ABOUT THIS TASK => Wherever "EnvFilter" shows up in the records below, copy the whole line.

[Collected data entries]
== Segment start ==

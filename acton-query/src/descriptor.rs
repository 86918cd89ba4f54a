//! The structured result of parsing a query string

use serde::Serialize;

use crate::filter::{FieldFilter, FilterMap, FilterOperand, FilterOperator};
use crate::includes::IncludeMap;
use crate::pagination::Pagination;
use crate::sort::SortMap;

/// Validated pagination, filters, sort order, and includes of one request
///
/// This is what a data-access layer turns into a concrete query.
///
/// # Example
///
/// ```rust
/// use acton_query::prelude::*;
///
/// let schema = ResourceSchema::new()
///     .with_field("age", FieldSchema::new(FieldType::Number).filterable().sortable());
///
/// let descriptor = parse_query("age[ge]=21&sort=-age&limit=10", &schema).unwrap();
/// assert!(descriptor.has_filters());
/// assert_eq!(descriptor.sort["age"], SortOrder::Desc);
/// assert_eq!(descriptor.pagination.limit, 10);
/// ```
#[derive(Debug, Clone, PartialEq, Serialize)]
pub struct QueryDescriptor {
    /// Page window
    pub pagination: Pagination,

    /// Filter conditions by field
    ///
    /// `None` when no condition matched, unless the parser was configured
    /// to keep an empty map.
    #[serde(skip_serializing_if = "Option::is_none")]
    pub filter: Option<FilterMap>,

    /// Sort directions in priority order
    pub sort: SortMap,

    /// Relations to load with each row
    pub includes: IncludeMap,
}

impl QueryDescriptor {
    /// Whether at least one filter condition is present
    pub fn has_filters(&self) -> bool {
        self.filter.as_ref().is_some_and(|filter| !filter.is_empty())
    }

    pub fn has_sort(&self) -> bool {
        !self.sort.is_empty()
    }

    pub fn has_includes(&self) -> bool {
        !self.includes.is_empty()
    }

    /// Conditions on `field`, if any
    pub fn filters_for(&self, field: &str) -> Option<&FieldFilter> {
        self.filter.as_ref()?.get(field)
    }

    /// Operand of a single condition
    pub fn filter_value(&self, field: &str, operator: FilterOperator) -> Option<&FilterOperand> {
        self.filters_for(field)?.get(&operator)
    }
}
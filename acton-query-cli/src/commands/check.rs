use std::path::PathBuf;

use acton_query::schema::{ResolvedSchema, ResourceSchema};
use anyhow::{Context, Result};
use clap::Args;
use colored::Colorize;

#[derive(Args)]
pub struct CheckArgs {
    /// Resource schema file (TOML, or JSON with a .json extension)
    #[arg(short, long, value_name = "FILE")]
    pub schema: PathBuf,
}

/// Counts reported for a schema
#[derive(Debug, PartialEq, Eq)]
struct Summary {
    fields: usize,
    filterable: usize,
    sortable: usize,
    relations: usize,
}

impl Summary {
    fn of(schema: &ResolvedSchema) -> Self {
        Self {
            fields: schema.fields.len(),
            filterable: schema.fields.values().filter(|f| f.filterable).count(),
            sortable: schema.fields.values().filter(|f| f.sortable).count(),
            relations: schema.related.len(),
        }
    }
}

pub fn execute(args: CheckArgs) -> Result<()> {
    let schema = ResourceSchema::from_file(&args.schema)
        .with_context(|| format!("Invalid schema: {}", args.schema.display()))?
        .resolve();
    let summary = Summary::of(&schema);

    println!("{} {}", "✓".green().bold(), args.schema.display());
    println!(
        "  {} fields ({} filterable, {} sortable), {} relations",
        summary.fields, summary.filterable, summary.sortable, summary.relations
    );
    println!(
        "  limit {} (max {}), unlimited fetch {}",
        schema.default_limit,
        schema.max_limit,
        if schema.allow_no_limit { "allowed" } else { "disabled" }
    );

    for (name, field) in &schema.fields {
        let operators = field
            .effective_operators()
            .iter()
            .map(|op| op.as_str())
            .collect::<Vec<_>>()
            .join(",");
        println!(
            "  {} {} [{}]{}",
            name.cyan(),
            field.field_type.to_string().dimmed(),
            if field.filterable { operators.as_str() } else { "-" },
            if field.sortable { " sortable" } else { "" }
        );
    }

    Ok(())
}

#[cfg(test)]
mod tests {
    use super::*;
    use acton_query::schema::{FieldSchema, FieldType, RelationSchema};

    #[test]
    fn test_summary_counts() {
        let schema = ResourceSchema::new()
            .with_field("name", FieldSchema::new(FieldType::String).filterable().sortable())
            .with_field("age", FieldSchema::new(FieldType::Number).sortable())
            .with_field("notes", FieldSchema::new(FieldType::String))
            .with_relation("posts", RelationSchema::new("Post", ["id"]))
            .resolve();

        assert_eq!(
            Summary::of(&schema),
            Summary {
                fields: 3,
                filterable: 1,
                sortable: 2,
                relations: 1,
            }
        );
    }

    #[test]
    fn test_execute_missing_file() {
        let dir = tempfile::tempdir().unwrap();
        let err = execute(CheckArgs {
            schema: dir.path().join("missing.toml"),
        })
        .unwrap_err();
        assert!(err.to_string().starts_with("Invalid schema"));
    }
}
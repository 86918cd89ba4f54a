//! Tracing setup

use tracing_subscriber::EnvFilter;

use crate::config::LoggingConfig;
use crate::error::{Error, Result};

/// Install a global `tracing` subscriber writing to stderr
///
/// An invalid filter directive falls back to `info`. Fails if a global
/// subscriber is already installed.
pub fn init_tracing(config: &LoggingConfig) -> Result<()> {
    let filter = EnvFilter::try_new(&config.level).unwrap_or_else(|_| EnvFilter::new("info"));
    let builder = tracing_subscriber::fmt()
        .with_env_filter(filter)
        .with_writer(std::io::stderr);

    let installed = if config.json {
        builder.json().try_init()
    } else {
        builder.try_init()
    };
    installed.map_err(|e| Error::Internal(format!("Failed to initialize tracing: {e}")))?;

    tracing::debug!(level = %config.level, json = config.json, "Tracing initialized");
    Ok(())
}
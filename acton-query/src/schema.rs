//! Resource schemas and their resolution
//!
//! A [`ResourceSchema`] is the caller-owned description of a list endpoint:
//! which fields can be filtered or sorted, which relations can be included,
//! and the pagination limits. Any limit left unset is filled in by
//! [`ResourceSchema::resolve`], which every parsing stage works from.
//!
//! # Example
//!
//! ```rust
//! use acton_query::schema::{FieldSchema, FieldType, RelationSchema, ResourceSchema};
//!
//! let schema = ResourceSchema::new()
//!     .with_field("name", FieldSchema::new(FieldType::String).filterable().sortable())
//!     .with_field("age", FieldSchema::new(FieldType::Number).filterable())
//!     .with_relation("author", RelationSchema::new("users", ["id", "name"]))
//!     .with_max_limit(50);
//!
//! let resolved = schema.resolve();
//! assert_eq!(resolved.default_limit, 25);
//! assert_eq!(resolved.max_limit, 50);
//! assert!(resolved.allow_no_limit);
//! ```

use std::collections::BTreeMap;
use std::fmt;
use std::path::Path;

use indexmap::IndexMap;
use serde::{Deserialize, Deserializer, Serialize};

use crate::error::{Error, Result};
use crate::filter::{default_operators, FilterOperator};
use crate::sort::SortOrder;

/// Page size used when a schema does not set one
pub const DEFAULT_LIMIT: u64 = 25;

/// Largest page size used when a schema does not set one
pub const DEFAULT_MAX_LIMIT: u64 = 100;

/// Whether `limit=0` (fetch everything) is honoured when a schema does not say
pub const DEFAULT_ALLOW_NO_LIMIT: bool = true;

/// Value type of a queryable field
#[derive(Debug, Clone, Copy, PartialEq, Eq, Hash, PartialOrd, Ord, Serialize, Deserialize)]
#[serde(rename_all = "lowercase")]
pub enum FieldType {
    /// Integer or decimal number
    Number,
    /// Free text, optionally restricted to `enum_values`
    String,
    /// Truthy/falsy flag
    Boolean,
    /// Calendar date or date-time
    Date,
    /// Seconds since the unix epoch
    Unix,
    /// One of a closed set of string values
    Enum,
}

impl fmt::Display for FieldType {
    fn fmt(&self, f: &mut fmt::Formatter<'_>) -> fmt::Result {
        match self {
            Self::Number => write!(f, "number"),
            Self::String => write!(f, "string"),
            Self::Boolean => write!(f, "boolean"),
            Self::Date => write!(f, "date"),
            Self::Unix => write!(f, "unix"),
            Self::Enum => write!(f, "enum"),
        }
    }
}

== Segment end ==

REPLY =>
use tracing_subscriber::EnvFilter;
    let filter = EnvFilter::try_new(&config.level).unwrap_or_else(|_| EnvFilter::new("info"));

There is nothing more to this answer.